Page 151 of Magical Mojo


Font Size:

I tried to wrench the handle sideways, toward Stonewick.

The broom did not care.

It shuddered once, as if offended, and then surged forward, away from the square, away from the dome, away from my entire life.

“No!” I yelled. “You traitor of a twig!”

The wind snatched the words out of my mouth.

We climbed higher, then leveled out, the broom finding some ghastly idea of cruising altitude. Below, the village blurred from streets, houses, the yellow-brown patch of the Academy lawn, the gleam of Ward lines faintly visible to my magic-tuned eyes.

Tiny figures moved in frantic flickers.

A flash of silver told me the Silver Wolf had thrown herself against something twice her size. A curl of gold at the Academy’s roofline hinted at Karvey’s stone bulk leaping. The square pulsed with light and dark colliding.

Then the broom banked.

The whole world tilted.

Stonewick dropped behind me, spinning out of my direct line of sight. My stomach crawled up into my throat.

“Nononono—”

I twisted in place, nearly losing what little balance I had. One wobble and I’d be tumbling out into the air and probably into a shadow net like a very surprised hedgehog.

I caught one last glimpse of the square.

The priestess was a small, dark figure at the center of the chaos. The shadow-dome knitted itself tighter above the town. A brief flare of green from Ardetia, blue-white from Nova, gold from Limora’s circle. A fox streak. A goblin perched on a roof, flinging fizz like fireworks.

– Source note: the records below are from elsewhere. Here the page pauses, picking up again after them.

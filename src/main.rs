//! BandVote server
//!
//! Main application entry point

use std::net::SocketAddr;
use std::time::Duration;
use anyhow::{Context, Result};
use tokio::net::TcpListener;
use tracing::{info, error};

use bandvote::{
    config::Settings,
    database::{create_pool, run_migrations, DatabaseService},
    router::{create_router, AppState},
    services::ServiceFactory,
    utils::logging,
};

const RATE_LIMIT_CLEANUP_INTERVAL: Duration = Duration::from_secs(300);

#[tokio::main]
async fn main() -> Result<()> {
    dotenv::dotenv().ok();

    // Load and validate configuration once, before anything else runs
    let settings = Settings::new().context("Failed to load configuration")?;
    settings.validate().context("Invalid configuration")?;

    // Initialize logging
    let _log_guard = logging::init_logging(&settings.logging)?;

    info!("Starting {}...", bandvote::info());

    // Initialize database connection
    info!("Connecting to database...");
    let db_pool = create_pool(&settings.database)
        .await
        .context("Failed to create database connection pool")?;

    run_migrations(&db_pool).await.context("Failed to run database migrations")?;

    let database_service = DatabaseService::new(db_pool);

    // Initialize services
    info!("Initializing services...");
    let services = ServiceFactory::new(
        &settings,
        database_service.event_store(),
        database_service.vote_store(),
        database_service.photo_store(),
    );

    let state = AppState::new(&settings, services);

    let rate_limiter = state.rate_limiter.clone();
    tokio::spawn(async move {
        let mut interval = tokio::time::interval(RATE_LIMIT_CLEANUP_INTERVAL);
        loop {
            interval.tick().await;
            rate_limiter.cleanup_old_entries();
        }
    });

    let app = create_router(state);

    let addr = settings.bind_address();
    let listener = TcpListener::bind(&addr)
        .await
        .with_context(|| format!("Failed to bind TCP listener on {}", addr))?;
    info!("API server listening on {}", addr);

    // Peer addresses identify voters when proxy headers are not trusted
    let service = app.into_make_service_with_connect_info::<SocketAddr>();
    if let Err(e) = axum::serve(listener, service)
        .with_graceful_shutdown(shutdown_signal())
        .await
    {
        error!(error = %e, "Axum server failed");
        return Err(e.into());
    }

    info!("BandVote has been shut down.");
    Ok(())
}

async fn shutdown_signal() {
    if let Err(e) = tokio::signal::ctrl_c().await {
        error!(error = %e, "Failed to listen for shutdown signal");
    }
    info!("Shutdown signal received");
}
//! BandVote
//!
//! Backend for the Battle of the Tech Bands charity event: crowd voting with
//! duplicate-vote detection, deterministic photo shuffling, and the event,
//! band and results endpoints that go with them.

pub mod config;
pub mod database;
pub mod handlers;
pub mod middleware;
pub mod models;
pub mod router;
pub mod services;
pub mod utils;

// Re-export commonly used types
pub use crate::config::Settings;
pub use utils::errors::{BandVoteError, Result};

// Re-export main components for easy access
pub use database::DatabaseService;
pub use router::{create_router, AppState};
pub use services::{compute_vote_fingerprint, seeded_shuffle, time_based_seed, ServiceFactory};

/// Library version
pub const VERSION: &str = env!("CARGO_PKG_VERSION");

/// Library name
pub const NAME: &str = env!("CARGO_PKG_NAME");

/// Get library information
pub fn info() -> String {
    format!("{} v{}", NAME, VERSION)
}
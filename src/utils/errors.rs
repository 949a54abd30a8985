//! Error handling for BandVote
//!
//! This module defines the main error type used throughout the application,
//! its HTTP mapping, and a unified error handling strategy.

use axum::{
    extract::rejection::JsonRejection,
    http::StatusCode,
    response::{IntoResponse, Response},
    Json,
};
use serde_json::json;
use thiserror::Error;
use uuid::Uuid;

/// Main error type for BandVote application
#[derive(Error, Debug)]
pub enum BandVoteError {
    #[error("Database error: {0}")]
    Database(#[from] sqlx::Error),

    #[error("Database migration error: {0}")]
    Migration(#[from] sqlx::migrate::MigrateError),

    #[error("Configuration error: {0}")]
    Config(String),

    #[error("Configuration loading error: {0}")]
    ConfigLoad(#[from] config::ConfigError),

    #[error("Event not found: {event_id}")]
    EventNotFound { event_id: Uuid },

    #[error("Band not found for this event: {band_id}")]
    BandNotFound { band_id: Uuid },

    #[error("Voting is not open for this event")]
    VotingClosed { event_id: Uuid, status: String },

    #[error("I/O error: {0}")]
    Io(#[from] std::io::Error),

    #[error("Authentication error: {0}")]
    Authentication(String),

    #[error("Rate limit exceeded")]
    RateLimitExceeded,

    #[error("Invalid input: {0}")]
    InvalidInput(String),

    #[error("Service unavailable: {0}")]
    ServiceUnavailable(String),
}

/// Result type alias for BandVote operations
pub type Result<T> = std::result::Result<T, BandVoteError>;

impl BandVoteError {
    /// Get error severity level
    pub fn severity(&self) -> ErrorSeverity {
        match self {
            BandVoteError::Database(_) => ErrorSeverity::Critical,
            BandVoteError::Migration(_) => ErrorSeverity::Critical,
            BandVoteError::Config(_) => ErrorSeverity::Critical,
            BandVoteError::ConfigLoad(_) => ErrorSeverity::Critical,
            BandVoteError::Authentication(_) => ErrorSeverity::Warning,
            BandVoteError::RateLimitExceeded => ErrorSeverity::Warning,
            BandVoteError::ServiceUnavailable(_) => ErrorSeverity::Warning,
            BandVoteError::InvalidInput(_) => ErrorSeverity::Info,
            BandVoteError::EventNotFound { .. } => ErrorSeverity::Info,
            BandVoteError::BandNotFound { .. } => ErrorSeverity::Info,
            BandVoteError::VotingClosed { .. } => ErrorSeverity::Info,
            BandVoteError::Io(_) => ErrorSeverity::Error,
        }
    }

    /// HTTP status returned to the caller
    pub fn status_code(&self) -> StatusCode {
        match self {
            BandVoteError::EventNotFound { .. } => StatusCode::NOT_FOUND,
            BandVoteError::BandNotFound { .. } => StatusCode::BAD_REQUEST,
            BandVoteError::VotingClosed { .. } => StatusCode::BAD_REQUEST,
            BandVoteError::InvalidInput(_) => StatusCode::BAD_REQUEST,
            BandVoteError::Authentication(_) => StatusCode::UNAUTHORIZED,
            BandVoteError::RateLimitExceeded => StatusCode::TOO_MANY_REQUESTS,
            BandVoteError::ServiceUnavailable(_) => StatusCode::SERVICE_UNAVAILABLE,
            _ => StatusCode::INTERNAL_SERVER_ERROR,
        }
    }

    /// Message safe to show to a caller. Internal failures get a generic text.
    pub fn public_message(&self) -> String {
        match self.status_code() {
            StatusCode::INTERNAL_SERVER_ERROR => "Internal server error".to_string(),
            _ => self.to_string(),
        }
    }
}

/// Malformed or mistyped request bodies become a JSON 400
impl From<JsonRejection> for BandVoteError {
    fn from(rejection: JsonRejection) -> Self {
        BandVoteError::InvalidInput(rejection.body_text())
    }
}

impl IntoResponse for BandVoteError {
    fn into_response(self) -> Response {
        let status = self.status_code();

        if status.is_server_error() {
            tracing::error!(error = %self, severity = %self.severity(), "Request failed");
        } else {
            tracing::debug!(error = %self, status = status.as_u16(), "Request rejected");
        }

        (status, Json(json!({ "error": self.public_message() }))).into_response()
    }
}

/// Error severity levels
#[derive(Debug, Clone, Copy, PartialEq, Eq)]
pub enum ErrorSeverity {
    Info,
    Warning,
    Error,
    Critical,
}

impl std::fmt::Display for ErrorSeverity {
    fn fmt(&self, f: &mut std::fmt::Formatter<'_>) -> std::fmt::Result {
        match self {
            ErrorSeverity::Info => write!(f, "INFO"),
            ErrorSeverity::Warning => write!(f, "WARN"),
            ErrorSeverity::Error => write!(f, "ERROR"),
            ErrorSeverity::Critical => write!(f, "CRITICAL"),
        }
    }
}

And right at the edge of the square, my dad.

Half shifted now with broad shoulders curling into fur, his hands more paw than human, his face a painful in-between. He swung an arm and knocked a lash of shadow away from a doorway, then took another hit straight across the chest.

He stumbled.

Even from this height, I heard a sound rip out of him—a short, guttural yelp.

Something inside me tore.

“Dad,” I choked.

My eyes flooded, blurring the whole scene into a watery smear of light and dark.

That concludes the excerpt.